Excerpts from a dataset:
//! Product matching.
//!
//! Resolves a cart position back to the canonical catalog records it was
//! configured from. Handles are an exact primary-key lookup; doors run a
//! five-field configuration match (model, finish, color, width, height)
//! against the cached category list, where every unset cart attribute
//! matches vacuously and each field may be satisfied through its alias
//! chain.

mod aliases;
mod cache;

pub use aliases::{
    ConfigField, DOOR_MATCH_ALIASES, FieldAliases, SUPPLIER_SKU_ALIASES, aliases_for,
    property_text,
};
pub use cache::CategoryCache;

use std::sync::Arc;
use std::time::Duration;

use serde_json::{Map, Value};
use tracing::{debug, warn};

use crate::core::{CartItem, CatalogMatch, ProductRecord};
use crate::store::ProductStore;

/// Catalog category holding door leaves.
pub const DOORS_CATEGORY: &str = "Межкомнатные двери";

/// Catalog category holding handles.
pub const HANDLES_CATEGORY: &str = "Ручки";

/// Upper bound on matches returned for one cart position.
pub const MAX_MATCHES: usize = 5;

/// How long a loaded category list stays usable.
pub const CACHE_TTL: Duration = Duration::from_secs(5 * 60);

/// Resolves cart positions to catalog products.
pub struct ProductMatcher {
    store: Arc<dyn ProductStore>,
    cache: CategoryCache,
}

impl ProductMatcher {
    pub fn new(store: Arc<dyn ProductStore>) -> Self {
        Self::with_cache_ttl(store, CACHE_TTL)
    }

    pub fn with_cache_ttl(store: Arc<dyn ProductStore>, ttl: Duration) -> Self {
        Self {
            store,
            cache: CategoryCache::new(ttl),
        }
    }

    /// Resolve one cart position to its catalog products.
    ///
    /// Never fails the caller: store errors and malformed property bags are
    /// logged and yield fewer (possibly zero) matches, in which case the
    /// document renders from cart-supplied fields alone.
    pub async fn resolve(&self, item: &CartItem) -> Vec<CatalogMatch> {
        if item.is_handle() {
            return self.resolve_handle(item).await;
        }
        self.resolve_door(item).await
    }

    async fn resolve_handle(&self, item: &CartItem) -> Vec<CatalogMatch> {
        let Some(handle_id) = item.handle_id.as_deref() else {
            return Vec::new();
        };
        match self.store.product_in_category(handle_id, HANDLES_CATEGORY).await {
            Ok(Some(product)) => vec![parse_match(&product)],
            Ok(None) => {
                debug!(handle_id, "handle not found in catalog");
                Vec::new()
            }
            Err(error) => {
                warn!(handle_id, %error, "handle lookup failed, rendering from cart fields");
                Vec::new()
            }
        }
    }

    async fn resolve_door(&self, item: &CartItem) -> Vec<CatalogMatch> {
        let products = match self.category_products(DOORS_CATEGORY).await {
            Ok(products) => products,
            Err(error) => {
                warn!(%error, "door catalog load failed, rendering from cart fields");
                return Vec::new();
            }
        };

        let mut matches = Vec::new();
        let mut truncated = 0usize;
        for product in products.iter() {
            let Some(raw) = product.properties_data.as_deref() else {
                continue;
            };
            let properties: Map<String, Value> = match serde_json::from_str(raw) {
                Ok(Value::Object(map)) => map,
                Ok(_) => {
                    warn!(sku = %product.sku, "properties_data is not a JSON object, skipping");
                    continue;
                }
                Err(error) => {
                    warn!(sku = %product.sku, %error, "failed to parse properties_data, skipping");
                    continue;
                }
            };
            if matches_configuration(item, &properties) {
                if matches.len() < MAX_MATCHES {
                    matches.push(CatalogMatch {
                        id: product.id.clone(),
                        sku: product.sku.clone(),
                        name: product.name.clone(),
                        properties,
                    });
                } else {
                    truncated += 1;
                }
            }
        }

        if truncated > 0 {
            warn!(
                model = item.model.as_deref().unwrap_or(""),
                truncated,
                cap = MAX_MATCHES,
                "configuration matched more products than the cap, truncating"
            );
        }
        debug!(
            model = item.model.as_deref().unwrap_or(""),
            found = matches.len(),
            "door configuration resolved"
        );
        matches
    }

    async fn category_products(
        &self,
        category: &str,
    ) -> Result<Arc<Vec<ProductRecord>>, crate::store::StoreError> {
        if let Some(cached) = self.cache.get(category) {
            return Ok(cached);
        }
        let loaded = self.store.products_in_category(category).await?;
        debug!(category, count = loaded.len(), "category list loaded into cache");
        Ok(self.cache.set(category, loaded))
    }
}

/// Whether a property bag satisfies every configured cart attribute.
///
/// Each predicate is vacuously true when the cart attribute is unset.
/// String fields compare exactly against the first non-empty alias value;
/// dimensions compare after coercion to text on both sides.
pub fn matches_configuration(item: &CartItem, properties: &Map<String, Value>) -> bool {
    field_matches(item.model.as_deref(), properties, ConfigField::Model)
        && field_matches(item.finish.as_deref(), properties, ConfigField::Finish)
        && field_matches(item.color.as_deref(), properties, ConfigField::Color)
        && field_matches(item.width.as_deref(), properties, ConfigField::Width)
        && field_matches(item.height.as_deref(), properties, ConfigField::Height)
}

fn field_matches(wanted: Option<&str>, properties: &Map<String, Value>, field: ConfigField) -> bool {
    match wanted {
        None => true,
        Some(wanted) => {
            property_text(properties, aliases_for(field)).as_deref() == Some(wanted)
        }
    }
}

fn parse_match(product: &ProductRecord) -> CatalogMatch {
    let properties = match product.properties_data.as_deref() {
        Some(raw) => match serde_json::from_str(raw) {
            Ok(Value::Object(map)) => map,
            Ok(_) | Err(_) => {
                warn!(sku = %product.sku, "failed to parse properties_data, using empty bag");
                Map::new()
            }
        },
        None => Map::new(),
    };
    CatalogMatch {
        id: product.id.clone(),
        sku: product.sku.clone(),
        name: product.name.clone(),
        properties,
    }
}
...
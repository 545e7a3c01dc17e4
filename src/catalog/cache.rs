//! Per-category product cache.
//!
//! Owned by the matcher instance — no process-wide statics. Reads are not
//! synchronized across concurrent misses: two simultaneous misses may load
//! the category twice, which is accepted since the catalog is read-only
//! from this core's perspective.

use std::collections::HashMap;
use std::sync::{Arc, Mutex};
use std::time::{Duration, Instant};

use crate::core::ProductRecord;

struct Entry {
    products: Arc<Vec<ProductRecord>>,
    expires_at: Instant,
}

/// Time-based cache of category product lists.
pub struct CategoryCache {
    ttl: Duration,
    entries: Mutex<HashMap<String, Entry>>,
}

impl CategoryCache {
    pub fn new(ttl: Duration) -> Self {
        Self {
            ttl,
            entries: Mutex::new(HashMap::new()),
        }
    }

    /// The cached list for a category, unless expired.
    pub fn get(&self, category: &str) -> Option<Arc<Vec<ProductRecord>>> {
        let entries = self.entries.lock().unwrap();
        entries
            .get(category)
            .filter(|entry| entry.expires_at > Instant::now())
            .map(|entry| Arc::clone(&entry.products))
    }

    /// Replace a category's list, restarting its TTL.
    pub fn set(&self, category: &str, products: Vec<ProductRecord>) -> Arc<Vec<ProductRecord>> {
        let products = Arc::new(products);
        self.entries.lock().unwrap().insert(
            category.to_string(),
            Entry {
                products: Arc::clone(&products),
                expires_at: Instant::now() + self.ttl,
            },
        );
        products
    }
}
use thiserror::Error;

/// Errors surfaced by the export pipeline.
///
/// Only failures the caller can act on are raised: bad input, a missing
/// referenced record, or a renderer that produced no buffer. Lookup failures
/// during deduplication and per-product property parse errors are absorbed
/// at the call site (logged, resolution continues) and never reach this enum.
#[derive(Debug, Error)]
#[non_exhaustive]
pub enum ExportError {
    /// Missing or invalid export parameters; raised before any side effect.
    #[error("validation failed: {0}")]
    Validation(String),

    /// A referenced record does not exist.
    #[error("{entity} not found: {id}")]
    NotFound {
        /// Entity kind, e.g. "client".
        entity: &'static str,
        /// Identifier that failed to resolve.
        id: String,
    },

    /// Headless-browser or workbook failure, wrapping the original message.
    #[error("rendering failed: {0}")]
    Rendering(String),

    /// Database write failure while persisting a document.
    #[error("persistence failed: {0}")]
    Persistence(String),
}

What needs to be done: Take every line above where "else" appears and copy it.

Answer to the problem:
        let Some(handle_id) = item.handle_id.as_deref() else {
            let Some(raw) = product.properties_data.as_deref() else {
                } else {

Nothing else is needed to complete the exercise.